Kreis Heinsberg: Kreissparkasse: „Belastungen können gestemmt werden”

Kreis Heinsberg : Kreissparkasse: „Belastungen können gestemmt werden”

„Die Sparkassen sind Miteigentümer der WestLB. Daraus resultiert eine Verantwortung, der wir uns stellen müssen - und dies tun wir auch”, erklärte der Vorstandsvorsitzende der Kreissparkasse Heinsberg, Lothar Salentin, am Donnerstag auf Anfrage.

„Die aufgetretenen Probleme haben bei uns keine Freude ausgelöst - im Gegenteil. Die Belastungen für unsere Sparkasse sind spürbar, können aber durchaus gestemmt werden. Wir haben Risikovorsorge betrieben und können den finanziellen Aufwand in voller Höhe erbringen, ohne den Gewinnausweis ändern zu müssen”, so Salentin.

Dies bedeute: „Wir brauchen uns geschäftspolitisch nicht einzuschränken. Dies gilt insbesondere für unser gemeinnütziges Engagement für die Menschen im Kreis Heinsberg und auch für unsere Preispolitik.”

Der angeschlagenen WestLB soll bekanntlich mit einer Finanzspritze von zwei Milliarden Euro unter die Arme gegriffen werden; die eine Hälfte als Verlustausgleich für 2007, die andere Hälfte als Risikoübernahme, sprich als Garantie.

Der Rheinische Sparkassen- und Giroverband (RSGV), der mit rund 25Prozent an der WestLB beteiligt, muss also zweimal 250 Millionen Euro aufbringen; davon sollen bei der ersten Tranche 100 Millionen Euro aus einem Reservefonds genommen werden, welchen die Sparkassen und die WestLB in den vergangenen Jahren gespeist haben.

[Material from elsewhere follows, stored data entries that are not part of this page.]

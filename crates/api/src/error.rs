use axum::extract::multipart::MultipartError;
use axum::extract::rejection::JsonRejection;
use axum::http::StatusCode;
use axum::response::{IntoResponse, Response};
use serde_json::json;
use voicematch_core::error::CoreError;
use voicematch_db::StoreError;

/// Application-level error type for HTTP handlers.
///
/// Wraps [`CoreError`] for domain errors and [`StoreError`] for data store
/// failures on the read endpoints. Submission failures never come through
/// here; they are reported in the submission envelope instead.
#[derive(Debug, thiserror::Error)]
pub enum AppError {
    /// A domain-level error from `voicematch_core`.
    #[error(transparent)]
    Core(#[from] CoreError),

    /// A data store error.
    #[error("Store error: {0}")]
    Store(#[from] StoreError),

    /// A bad request with a human-readable message.
    #[error("Bad request: {0}")]
    BadRequest(String),

    /// The request body exceeded the configured upload limit.
    #[error("Payload too large: {0}")]
    PayloadTooLarge(String),
}

/// Convenience type alias for handler return values.
pub type AppResult<T> = Result<T, AppError>;

impl From<MultipartError> for AppError {
    fn from(err: MultipartError) -> Self {
        if err.status() == StatusCode::PAYLOAD_TOO_LARGE {
            AppError::PayloadTooLarge(err.body_text())
        } else {
            AppError::BadRequest(err.body_text())
        }
    }
}

impl From<JsonRejection> for AppError {
    fn from(rejection: JsonRejection) -> Self {
        if rejection.status() == StatusCode::PAYLOAD_TOO_LARGE {
            AppError::PayloadTooLarge(rejection.body_text())
        } else {
            AppError::BadRequest(rejection.body_text())
        }
    }
}

impl IntoResponse for AppError {
    fn into_response(self) -> Response {
        let (status, code, message) = match &self {
            AppError::Core(core) => match core {
                CoreError::NotFound { entity, id } => (
                    StatusCode::NOT_FOUND,
                    "NOT_FOUND",
                    format!("{entity} with id {id} not found"),
                ),
                CoreError::Validation(msg) => {
                    (StatusCode::BAD_REQUEST, "VALIDATION_ERROR", msg.clone())
                }
            },

            AppError::Store(err) => classify_store_error(err),

            AppError::BadRequest(msg) => (StatusCode::BAD_REQUEST, "BAD_REQUEST", msg.clone()),
            AppError::PayloadTooLarge(msg) => {
                (StatusCode::PAYLOAD_TOO_LARGE, "PAYLOAD_TOO_LARGE", msg.clone())
            }
        };

        let body = json!({
            "error": message,
            "code": code,
        });

        (status, axum::Json(body)).into_response()
    }
}

fn internal() -> (StatusCode, &'static str, String) {
    (
        StatusCode::INTERNAL_SERVER_ERROR,
        "INTERNAL_ERROR",
        "An internal error occurred".to_string(),
    )
}

/// Classify a store error into an HTTP status, error code, and message.
///
/// - Transport failures (backend unreachable) map to 503.
/// - Everything else maps to 500 with a sanitized message.
fn classify_store_error(err: &StoreError) -> (StatusCode, &'static str, String) {
    tracing::error!(error = %err, "Store error");
    match err {
        StoreError::Request(_) => (
            StatusCode::SERVICE_UNAVAILABLE,
            "BACKEND_UNAVAILABLE",
            "The data backend is unavailable".to_string(),
        ),
        StoreError::Backend { .. }
        | StoreError::Rejected(_)
        | StoreError::Decode(_)
        | StoreError::InvalidUrl(_) => internal(),
    }
}
//! VoiceMatch API server library.
//!
//! Exposes configuration, state, error handling and the router so the
//! binary entrypoint and the integration tests build the same application.

pub mod config;
pub mod error;
pub mod handlers;
pub mod query;
pub mod response;
pub mod router;
pub mod routes;
pub mod state;
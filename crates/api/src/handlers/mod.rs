pub mod actors;
pub mod form;
pub mod jobs;
pub mod scripts;
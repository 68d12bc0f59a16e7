//! Submission workflows.
//!
//! Orchestrates validation, media uploads and the final insert for new actor
//! profiles, jobs and job scripts. Every workflow returns a
//! [`SubmissionResult`]; no error escapes as a `Result::Err` or a panic.

pub mod actor;
pub mod input;
pub mod job;
pub mod result;
pub mod saga;
pub mod script;
pub mod service;

#[cfg(test)]
mod test_support;

pub use input::{ActorInput, AudioSampleInput, JobInput};
pub use result::{SubmissionError, SubmissionResult};
pub use script::UploadedScript;
pub use service::Submissions;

Noch sei nicht klar, so Salentin, ob die Mittel an die WestLB letztlich in Form einer Kapitalerhöhung fließen oder als echter Aufwand. Die Kreissparkasse Heinsberg, die mit 1,75 Prozent am RSGV beteiligt ist, stelle sich jedenfalls darauf ein, dass sie in der Gesamtsumme (inklusive bereits gezahlter Mittel für den Reservefonds sowie eigener entfallender Zinseinnahmen) über acht Millionen Euro brutto zu tragen habe; abzuziehen wären eventuell steuerliche Verrechnungsmöglichkeiten.

Stille Reserven

Da die Kreissparkasse Heinsberg aber über stille Reserven, sprich Rückstellungen für Kredit- und Beteiligungsrisiken verfüge, werde sie die Mittel daraus entnehmen können - ohne Auswirkungen auf den bilanziellen Gewinn (2007: rund 5,5 Millionen Euro) oder auf das Eigenkapital. Dieses liege bei über 120 Millionen Euro. Dies zeige, so Salentin, dass die Kreissparkasse Heinsberg durch die Entwicklungen bei der WestLB keinesfalls gefährdet sei.